▸ EXERCISE GOAL
Show each line from the records below in which the word "spec" occurs.

▸ SUPPLIED RECORDS
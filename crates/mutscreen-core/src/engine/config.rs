use super::error::EngineError;
use crate::core::codon::backtranslate::CodonPolicy;
use crate::core::matrices::MatrixName;
use crate::core::matrices::ranking::RankDirection;

/// Default ceiling on the number of position subsets a single screen may
/// enumerate. Past this, the run is refused before anything is allocated.
pub const DEFAULT_MAX_COMBINATIONS: u64 = 1_000_000;

/// Kind of wild-type sequence supplied by the caller.
#[derive(Debug, Clone, Copy, PartialEq, Eq)]
pub enum InputKind {
    Protein,
    Nucleotide,
}

impl std::str::FromStr for InputKind {
    type Err = EngineError;

    fn from_str(s: &str) -> Result<Self, Self::Err> {
        match s {
            "protein" => Ok(InputKind::Protein),
            "nucleotide" => Ok(InputKind::Nucleotide),
            other => Err(EngineError::UnknownInputKind(other.to_string())),
        }
    }
}

/// Maps the external preserve flag onto a ranking direction. Only the
/// exact strings `"True"` and `"False"` are accepted.
pub fn parse_preserve_flag(flag: &str) -> Result<RankDirection, EngineError> {
    match flag {
        "True" => Ok(RankDirection::Descending),
        "False" => Ok(RankDirection::Ascending),
        other => Err(EngineError::InvalidPolicy(other.to_string())),
    }
}

/// Parses a comma-separated list of 1-based positions into 0-based indices.
pub fn parse_positions(spec: &str) -> Result<Vec<usize>, EngineError> {
    spec.split(',')
        .map(str::trim)
        .map(|token| {
            let value: usize = token.parse().map_err(|_| EngineError::InvalidPosition {
                value: token.to_string(),
                reason: "not a positive integer".to_string(),
            })?;
            if value == 0 {
                return Err(EngineError::InvalidPosition {
                    value: token.to_string(),
                    reason: "positions are 1-based".to_string(),
                });
            }
            Ok(value - 1)
        })
        .collect()
}

/// Fully validated parameters for one screening run. Positions are stored
/// 0-based in caller order; `mandatory` is a subset of `positions`.
#[derive(Debug, Clone, PartialEq)]
pub struct ScreenConfig {
    pub input: InputKind,
    pub matrix: MatrixName,
    pub direction: RankDirection,
    pub codon_policy: CodonPolicy,
    pub positions: Vec<usize>,
    pub mandatory: Vec<usize>,
    pub max_mutations: Option<usize>,
    pub max_combinations: u64,
}

impl ScreenConfig {
    pub fn builder() -> ScreenConfigBuilder {
        ScreenConfigBuilder::new()
    }
}

#[derive(Default)]
pub struct ScreenConfigBuilder {
    input: Option<InputKind>,
    matrix: Option<MatrixName>,
    direction: Option<RankDirection>,
    codon_policy: Option<CodonPolicy>,
    positions: Option<Vec<usize>>,
    mandatory: Vec<usize>,
    max_mutations: Option<usize>,
    max_combinations: Option<u64>,
}

impl ScreenConfigBuilder {
    pub fn new() -> Self {
        Self::default()
    }

    pub fn input(mut self, input: InputKind) -> Self {
        self.input = Some(input);
        self
    }
    pub fn matrix(mut self, matrix: MatrixName) -> Self {
        self.matrix = Some(matrix);
        self
    }
    pub fn direction(mut self, direction: RankDirection) -> Self {
        self.direction = Some(direction);
        self
    }
    pub fn codon_policy(mut self, policy: CodonPolicy) -> Self {
        self.codon_policy = Some(policy);
        self
    }
    /// Positions to mutate, 0-based.
    pub fn positions(mut self, positions: Vec<usize>) -> Self {
        self.positions = Some(positions);
        self
    }
    /// Positions every mutant must include, 0-based.
    pub fn mandatory(mut self, mandatory: Vec<usize>) -> Self {
        self.mandatory = mandatory;
        self
    }
    pub fn max_mutations(mut self, max: usize) -> Self {
        self.max_mutations = Some(max);
        self
    }
    pub fn max_combinations(mut self, ceiling: u64) -> Self {
        self.max_combinations = Some(ceiling);
        self
    }

    pub fn build(self) -> Result<ScreenConfig, EngineError> {
        let input = self.input.ok_or(EngineError::MissingParameter("input"))?;
        let matrix = self.matrix.ok_or(EngineError::MissingParameter("matrix"))?;
        let positions = self
            .positions
            .ok_or(EngineError::MissingParameter("positions"))?;
        if positions.is_empty() {
            return Err(EngineError::MissingParameter("positions"));
        }

        for (i, &position) in positions.iter().enumerate() {
            if positions[..i].contains(&position) {
                return Err(EngineError::InvalidPosition {
                    value: (position + 1).to_string(),
                    reason: "listed more than once".to_string(),
                });
            }
        }
        for (i, &position) in self.mandatory.iter().enumerate() {
            if self.mandatory[..i].contains(&position) {
                return Err(EngineError::InvalidPosition {
                    value: (position + 1).to_string(),
                    reason: "listed more than once as mandatory".to_string(),
                });
            }
            if !positions.contains(&position) {
                return Err(EngineError::InvalidPosition {
                    value: (position + 1).to_string(),
                    reason: "mandatory position is not among the positions to mutate".to_string(),
                });
            }
        }

        Ok(ScreenConfig {
            input,
            matrix,
            direction: self.direction.unwrap_or_default(),
            codon_policy: self.codon_policy.unwrap_or_default(),
            positions,
            mandatory: self.mandatory,
            max_mutations: self.max_mutations,
            max_combinations: self.max_combinations.unwrap_or(DEFAULT_MAX_COMBINATIONS),
        })
    }
}

#[cfg(test)]
mod tests {
    use super::*;

    fn minimal_builder() -> ScreenConfigBuilder {
        ScreenConfig::builder()
            .input(InputKind::Protein)
            .matrix(MatrixName::Blosum62)
            .positions(vec![0, 2, 4])
    }

    mod parse_tests {
        use super::*;

        #[test]
        fn positions_are_one_based_externally() {
            assert_eq!(parse_positions("1,3,5").unwrap(), vec![0, 2, 4]);
            assert_eq!(parse_positions(" 2 , 4 ").unwrap(), vec![1, 3]);
        }

        #[test]
        fn rejects_zero_and_garbage_positions() {
            assert!(matches!(
                parse_positions("0"),
                Err(EngineError::InvalidPosition { .. })
            ));
            assert!(matches!(
                parse_positions("1,x"),
                Err(EngineError::InvalidPosition { .. })
            ));
            assert!(matches!(
                parse_positions(""),
                Err(EngineError::InvalidPosition { .. })
            ));
        }

        #[test]
        fn preserve_flag_accepts_exactly_true_and_false() {
            assert_eq!(parse_preserve_flag("True").unwrap(), RankDirection::Descending);
            assert_eq!(parse_preserve_flag("False").unwrap(), RankDirection::Ascending);
            assert!(matches!(
                parse_preserve_flag("true"),
                Err(EngineError::InvalidPolicy(_))
            ));
            assert!(matches!(
                parse_preserve_flag("yes"),
                Err(EngineError::InvalidPolicy(_))
            ));
        }

        #[test]
        fn input_kind_parses_strictly() {
            assert_eq!("protein".parse::<InputKind>().unwrap(), InputKind::Protein);
            assert_eq!(
                "nucleotide".parse::<InputKind>().unwrap(),
                InputKind::Nucleotide
            );
            assert!(matches!(
                "dna".parse::<InputKind>(),
                Err(EngineError::UnknownInputKind(_))
            ));
        }
    }

    mod builder_tests {
        use super::*;
        use crate::core::codon::backtranslate::CodonPolicy;

        #[test]
        fn builds_with_defaults() {
            let config = minimal_builder().build().unwrap();
            assert_eq!(config.direction, RankDirection::Descending);
            assert_eq!(config.codon_policy, CodonPolicy::MinimumEditDistance);
            assert_eq!(config.max_combinations, DEFAULT_MAX_COMBINATIONS);
            assert_eq!(config.max_mutations, None);
            assert!(config.mandatory.is_empty());
        }

        #[test]
        fn reports_missing_required_parameters() {
            let err = ScreenConfig::builder()
                .input(InputKind::Protein)
                .matrix(MatrixName::Blosum62)
                .build()
                .unwrap_err();
            assert!(matches!(err, EngineError::MissingParameter("positions")));
        }

        #[test]
        fn rejects_empty_positions() {
            let err = ScreenConfig::builder()
                .input(InputKind::Protein)
                .matrix(MatrixName::Blosum62)
                .positions(Vec::new())
                .build()
                .unwrap_err();
            assert!(matches!(err, EngineError::MissingParameter("positions")));
        }

        #[test]
        fn rejects_duplicate_positions() {
            let err = minimal_builder().positions(vec![0, 2, 0]).build().unwrap_err();
            assert!(matches!(err, EngineError::InvalidPosition { .. }));
        }

        #[test]
        fn mandatory_must_be_a_subset_of_positions() {
            let err = minimal_builder().mandatory(vec![1]).build().unwrap_err();
            assert!(matches!(err, EngineError::InvalidPosition { .. }));

            let config = minimal_builder().mandatory(vec![2]).build().unwrap();
            assert_eq!(config.mandatory, vec![2]);
        }
    }
}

▸ FINAL ANSWER
pub fn parse_positions(spec: &str) -> Result<Vec<usize>, EngineError> {
    spec.split(',')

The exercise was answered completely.